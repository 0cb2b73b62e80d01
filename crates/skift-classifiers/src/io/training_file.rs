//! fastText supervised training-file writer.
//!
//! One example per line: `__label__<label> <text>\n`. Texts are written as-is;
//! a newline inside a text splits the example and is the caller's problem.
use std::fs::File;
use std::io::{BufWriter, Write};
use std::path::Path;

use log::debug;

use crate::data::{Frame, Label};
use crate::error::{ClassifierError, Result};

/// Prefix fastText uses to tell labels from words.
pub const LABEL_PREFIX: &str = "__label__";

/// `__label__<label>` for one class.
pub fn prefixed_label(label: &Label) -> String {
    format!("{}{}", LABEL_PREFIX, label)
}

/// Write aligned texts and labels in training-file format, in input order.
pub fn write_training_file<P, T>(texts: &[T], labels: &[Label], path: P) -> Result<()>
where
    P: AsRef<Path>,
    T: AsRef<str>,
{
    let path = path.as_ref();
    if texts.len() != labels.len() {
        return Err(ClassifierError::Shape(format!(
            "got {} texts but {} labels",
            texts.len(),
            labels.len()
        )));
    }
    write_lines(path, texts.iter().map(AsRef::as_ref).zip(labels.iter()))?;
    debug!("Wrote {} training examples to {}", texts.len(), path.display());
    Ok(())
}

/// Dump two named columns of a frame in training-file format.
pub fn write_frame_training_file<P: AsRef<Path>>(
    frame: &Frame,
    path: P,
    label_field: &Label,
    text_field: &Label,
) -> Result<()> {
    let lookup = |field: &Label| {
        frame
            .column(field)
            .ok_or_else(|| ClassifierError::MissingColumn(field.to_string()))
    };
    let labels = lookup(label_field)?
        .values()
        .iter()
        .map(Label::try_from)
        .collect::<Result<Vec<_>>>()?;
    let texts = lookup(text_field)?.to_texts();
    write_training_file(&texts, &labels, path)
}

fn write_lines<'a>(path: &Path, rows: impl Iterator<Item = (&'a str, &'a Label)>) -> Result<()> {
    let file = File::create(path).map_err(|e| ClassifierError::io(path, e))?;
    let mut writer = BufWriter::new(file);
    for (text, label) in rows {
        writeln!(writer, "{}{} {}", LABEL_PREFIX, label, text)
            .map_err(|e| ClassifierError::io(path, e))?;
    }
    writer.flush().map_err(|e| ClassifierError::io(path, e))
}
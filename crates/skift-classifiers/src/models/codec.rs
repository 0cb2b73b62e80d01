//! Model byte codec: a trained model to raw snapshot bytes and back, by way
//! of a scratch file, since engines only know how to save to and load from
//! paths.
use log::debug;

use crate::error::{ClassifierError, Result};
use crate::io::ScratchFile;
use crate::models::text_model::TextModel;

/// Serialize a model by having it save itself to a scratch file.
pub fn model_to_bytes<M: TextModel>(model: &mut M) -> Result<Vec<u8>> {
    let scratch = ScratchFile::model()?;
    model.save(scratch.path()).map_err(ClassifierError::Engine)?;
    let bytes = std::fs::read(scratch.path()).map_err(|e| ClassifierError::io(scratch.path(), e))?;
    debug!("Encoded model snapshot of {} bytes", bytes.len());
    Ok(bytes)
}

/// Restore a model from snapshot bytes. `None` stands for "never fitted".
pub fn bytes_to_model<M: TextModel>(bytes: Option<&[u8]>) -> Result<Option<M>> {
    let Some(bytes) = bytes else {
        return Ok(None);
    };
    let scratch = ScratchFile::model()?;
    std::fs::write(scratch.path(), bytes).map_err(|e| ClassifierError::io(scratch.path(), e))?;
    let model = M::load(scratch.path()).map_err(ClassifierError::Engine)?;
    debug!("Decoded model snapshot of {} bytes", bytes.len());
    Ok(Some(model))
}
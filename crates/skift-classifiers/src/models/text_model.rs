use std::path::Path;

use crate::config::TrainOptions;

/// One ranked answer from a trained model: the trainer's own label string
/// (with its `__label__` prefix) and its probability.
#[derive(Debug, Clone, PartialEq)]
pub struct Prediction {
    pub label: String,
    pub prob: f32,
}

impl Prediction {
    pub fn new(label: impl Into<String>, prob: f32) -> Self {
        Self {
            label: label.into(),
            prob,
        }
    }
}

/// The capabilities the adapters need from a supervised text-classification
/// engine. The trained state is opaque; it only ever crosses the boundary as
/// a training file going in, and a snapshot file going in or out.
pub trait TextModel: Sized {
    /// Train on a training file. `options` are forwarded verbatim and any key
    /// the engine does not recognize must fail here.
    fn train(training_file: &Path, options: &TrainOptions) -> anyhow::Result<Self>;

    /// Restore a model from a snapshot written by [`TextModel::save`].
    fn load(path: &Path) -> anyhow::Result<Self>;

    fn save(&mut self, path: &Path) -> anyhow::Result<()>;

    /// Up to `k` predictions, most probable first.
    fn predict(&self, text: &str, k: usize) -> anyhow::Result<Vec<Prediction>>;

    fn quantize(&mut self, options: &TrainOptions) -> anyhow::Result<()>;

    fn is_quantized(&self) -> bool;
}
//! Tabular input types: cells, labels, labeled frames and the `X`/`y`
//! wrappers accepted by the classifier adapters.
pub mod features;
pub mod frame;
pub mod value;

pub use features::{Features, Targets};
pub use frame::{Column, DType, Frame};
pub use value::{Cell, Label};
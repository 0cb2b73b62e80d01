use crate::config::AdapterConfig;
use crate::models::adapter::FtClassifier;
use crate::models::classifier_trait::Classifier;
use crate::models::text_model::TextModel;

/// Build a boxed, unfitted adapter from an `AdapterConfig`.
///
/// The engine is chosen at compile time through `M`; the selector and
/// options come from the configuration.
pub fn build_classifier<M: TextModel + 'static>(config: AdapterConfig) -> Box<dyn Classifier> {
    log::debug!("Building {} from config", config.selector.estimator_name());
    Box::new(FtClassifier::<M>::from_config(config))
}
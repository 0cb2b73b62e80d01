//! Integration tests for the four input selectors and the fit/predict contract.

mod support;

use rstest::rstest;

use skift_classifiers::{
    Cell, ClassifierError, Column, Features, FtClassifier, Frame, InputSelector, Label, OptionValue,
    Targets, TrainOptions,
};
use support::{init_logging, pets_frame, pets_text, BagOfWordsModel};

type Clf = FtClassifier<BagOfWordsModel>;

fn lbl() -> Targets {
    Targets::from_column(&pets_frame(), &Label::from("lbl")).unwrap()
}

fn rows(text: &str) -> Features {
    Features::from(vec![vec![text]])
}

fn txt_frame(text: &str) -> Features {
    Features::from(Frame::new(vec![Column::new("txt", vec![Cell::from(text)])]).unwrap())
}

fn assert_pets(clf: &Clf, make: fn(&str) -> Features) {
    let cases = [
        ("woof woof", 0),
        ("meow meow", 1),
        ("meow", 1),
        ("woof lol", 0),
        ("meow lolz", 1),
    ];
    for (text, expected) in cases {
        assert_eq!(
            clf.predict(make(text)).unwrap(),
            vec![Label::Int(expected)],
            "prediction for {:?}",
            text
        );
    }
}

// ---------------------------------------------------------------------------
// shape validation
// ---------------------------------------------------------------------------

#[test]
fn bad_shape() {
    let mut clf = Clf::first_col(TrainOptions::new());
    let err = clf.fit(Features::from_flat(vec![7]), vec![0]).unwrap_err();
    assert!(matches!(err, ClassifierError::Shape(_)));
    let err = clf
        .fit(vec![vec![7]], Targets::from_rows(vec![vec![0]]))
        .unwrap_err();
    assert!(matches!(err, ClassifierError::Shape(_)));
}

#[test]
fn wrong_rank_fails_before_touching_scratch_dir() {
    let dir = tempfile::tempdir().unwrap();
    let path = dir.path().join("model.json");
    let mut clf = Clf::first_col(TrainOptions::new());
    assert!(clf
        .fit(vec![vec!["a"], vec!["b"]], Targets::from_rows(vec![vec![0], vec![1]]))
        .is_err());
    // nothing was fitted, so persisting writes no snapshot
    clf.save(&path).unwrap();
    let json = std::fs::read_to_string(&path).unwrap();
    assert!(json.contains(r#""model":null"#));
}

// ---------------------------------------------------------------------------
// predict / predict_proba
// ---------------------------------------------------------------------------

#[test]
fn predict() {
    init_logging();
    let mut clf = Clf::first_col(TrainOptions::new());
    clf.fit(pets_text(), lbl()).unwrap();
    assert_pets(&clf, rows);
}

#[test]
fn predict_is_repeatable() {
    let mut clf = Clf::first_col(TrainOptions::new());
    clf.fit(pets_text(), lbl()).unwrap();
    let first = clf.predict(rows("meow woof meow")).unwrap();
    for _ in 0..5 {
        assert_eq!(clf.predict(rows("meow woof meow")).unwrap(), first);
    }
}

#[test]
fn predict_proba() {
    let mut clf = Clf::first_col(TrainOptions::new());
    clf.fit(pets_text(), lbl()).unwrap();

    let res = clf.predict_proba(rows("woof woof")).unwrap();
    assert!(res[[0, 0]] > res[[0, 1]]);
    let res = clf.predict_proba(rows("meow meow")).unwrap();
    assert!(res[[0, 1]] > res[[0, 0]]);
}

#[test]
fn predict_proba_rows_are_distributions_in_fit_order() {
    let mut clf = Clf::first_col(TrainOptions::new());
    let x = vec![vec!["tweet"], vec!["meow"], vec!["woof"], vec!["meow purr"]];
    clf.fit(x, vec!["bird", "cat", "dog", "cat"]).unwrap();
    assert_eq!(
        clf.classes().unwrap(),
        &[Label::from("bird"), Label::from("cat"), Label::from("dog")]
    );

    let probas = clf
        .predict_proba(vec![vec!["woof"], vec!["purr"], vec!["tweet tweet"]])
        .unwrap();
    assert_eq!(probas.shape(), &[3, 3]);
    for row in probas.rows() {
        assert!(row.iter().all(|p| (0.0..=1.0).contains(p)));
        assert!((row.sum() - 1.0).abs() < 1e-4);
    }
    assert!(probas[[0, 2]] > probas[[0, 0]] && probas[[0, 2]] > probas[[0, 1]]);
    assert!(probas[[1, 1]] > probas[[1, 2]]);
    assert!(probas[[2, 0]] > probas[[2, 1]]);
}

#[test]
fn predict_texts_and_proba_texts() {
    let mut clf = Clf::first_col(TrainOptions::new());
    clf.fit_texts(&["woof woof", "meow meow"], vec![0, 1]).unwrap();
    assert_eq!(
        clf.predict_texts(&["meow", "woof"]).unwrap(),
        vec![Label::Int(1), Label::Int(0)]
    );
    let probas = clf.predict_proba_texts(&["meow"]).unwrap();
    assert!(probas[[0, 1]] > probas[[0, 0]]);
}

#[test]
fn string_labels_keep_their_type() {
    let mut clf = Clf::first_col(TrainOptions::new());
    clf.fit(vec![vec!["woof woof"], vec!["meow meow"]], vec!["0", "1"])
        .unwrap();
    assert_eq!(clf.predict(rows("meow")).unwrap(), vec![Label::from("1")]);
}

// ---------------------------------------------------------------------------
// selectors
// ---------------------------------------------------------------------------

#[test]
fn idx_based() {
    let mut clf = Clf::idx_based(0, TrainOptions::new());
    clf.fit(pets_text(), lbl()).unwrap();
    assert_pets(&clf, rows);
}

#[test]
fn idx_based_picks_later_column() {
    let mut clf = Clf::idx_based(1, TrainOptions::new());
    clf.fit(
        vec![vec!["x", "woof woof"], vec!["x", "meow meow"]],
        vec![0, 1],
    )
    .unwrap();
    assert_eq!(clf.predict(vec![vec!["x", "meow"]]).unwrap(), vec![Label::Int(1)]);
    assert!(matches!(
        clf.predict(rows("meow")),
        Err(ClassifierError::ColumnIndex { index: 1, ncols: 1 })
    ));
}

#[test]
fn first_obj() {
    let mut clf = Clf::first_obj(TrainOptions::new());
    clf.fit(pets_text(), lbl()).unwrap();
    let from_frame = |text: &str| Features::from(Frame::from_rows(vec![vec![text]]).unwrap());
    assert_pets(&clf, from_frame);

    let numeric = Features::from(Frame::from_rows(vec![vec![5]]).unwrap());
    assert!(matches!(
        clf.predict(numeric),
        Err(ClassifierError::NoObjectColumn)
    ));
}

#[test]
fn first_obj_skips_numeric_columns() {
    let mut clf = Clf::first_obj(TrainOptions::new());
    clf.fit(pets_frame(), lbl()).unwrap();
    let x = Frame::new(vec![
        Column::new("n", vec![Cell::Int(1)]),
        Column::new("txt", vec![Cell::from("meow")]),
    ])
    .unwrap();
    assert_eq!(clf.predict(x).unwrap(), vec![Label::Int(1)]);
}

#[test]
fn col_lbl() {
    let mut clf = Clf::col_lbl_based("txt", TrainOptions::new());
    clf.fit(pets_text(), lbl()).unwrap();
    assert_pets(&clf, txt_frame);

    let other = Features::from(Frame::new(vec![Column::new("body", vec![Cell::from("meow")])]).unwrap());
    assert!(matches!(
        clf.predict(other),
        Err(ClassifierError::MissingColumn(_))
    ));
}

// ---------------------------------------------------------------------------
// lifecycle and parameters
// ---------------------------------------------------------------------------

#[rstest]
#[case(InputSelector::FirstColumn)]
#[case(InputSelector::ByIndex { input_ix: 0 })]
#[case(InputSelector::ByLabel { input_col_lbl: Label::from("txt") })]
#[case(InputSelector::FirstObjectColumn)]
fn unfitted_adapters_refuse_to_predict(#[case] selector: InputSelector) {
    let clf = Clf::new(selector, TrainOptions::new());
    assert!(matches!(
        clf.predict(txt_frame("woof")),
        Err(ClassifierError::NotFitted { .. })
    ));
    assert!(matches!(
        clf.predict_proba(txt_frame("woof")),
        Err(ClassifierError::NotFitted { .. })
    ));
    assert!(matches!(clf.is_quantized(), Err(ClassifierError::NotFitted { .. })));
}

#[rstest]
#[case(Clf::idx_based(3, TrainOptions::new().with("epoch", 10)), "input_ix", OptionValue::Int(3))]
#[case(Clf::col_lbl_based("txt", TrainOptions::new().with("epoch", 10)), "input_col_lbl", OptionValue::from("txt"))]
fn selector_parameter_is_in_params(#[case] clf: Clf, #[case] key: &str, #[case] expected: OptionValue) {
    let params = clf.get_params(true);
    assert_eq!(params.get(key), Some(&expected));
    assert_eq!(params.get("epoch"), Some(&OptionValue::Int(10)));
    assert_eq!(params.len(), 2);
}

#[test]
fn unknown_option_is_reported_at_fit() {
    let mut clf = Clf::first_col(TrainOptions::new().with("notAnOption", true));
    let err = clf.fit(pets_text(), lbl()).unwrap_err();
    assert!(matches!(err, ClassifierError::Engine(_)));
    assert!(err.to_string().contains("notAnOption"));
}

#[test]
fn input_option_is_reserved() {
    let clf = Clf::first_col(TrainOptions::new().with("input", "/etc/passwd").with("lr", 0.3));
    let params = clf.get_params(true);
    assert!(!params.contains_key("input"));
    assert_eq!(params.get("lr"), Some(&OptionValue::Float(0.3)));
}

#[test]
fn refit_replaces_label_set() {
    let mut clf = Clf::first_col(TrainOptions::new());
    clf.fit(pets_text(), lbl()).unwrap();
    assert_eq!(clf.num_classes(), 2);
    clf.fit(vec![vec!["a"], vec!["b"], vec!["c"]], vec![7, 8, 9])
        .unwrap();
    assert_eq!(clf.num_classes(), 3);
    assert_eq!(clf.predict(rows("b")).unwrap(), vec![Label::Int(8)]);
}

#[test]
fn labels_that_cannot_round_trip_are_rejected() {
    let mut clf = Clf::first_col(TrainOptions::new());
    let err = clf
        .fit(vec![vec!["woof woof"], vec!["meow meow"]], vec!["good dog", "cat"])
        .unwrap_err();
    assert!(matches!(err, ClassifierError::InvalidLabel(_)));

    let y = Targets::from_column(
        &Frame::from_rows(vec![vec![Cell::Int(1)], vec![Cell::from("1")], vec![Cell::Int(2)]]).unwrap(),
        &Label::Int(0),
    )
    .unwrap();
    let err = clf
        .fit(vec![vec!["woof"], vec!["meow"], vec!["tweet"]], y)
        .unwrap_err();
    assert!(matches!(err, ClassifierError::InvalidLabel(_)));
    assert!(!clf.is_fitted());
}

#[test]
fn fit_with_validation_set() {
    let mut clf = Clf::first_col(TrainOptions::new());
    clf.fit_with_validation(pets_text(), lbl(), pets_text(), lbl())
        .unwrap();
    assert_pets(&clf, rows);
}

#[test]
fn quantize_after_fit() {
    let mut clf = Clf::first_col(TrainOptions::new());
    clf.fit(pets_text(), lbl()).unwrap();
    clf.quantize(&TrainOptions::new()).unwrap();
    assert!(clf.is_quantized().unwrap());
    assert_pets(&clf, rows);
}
+===+
## INSTRUCTIONS TO FOLLOW
Retrieve every line above holding the word "anyhow".

## OUTPUT OF THE EXERCISE
    fn train(training_file: &Path, options: &TrainOptions) -> anyhow::Result<Self>;
    fn load(path: &Path) -> anyhow::Result<Self>;
    fn save(&mut self, path: &Path) -> anyhow::Result<()>;
    fn predict(&self, text: &str, k: usize) -> anyhow::Result<Vec<Prediction>>;
    fn quantize(&mut self, options: &TrainOptions) -> anyhow::Result<()>;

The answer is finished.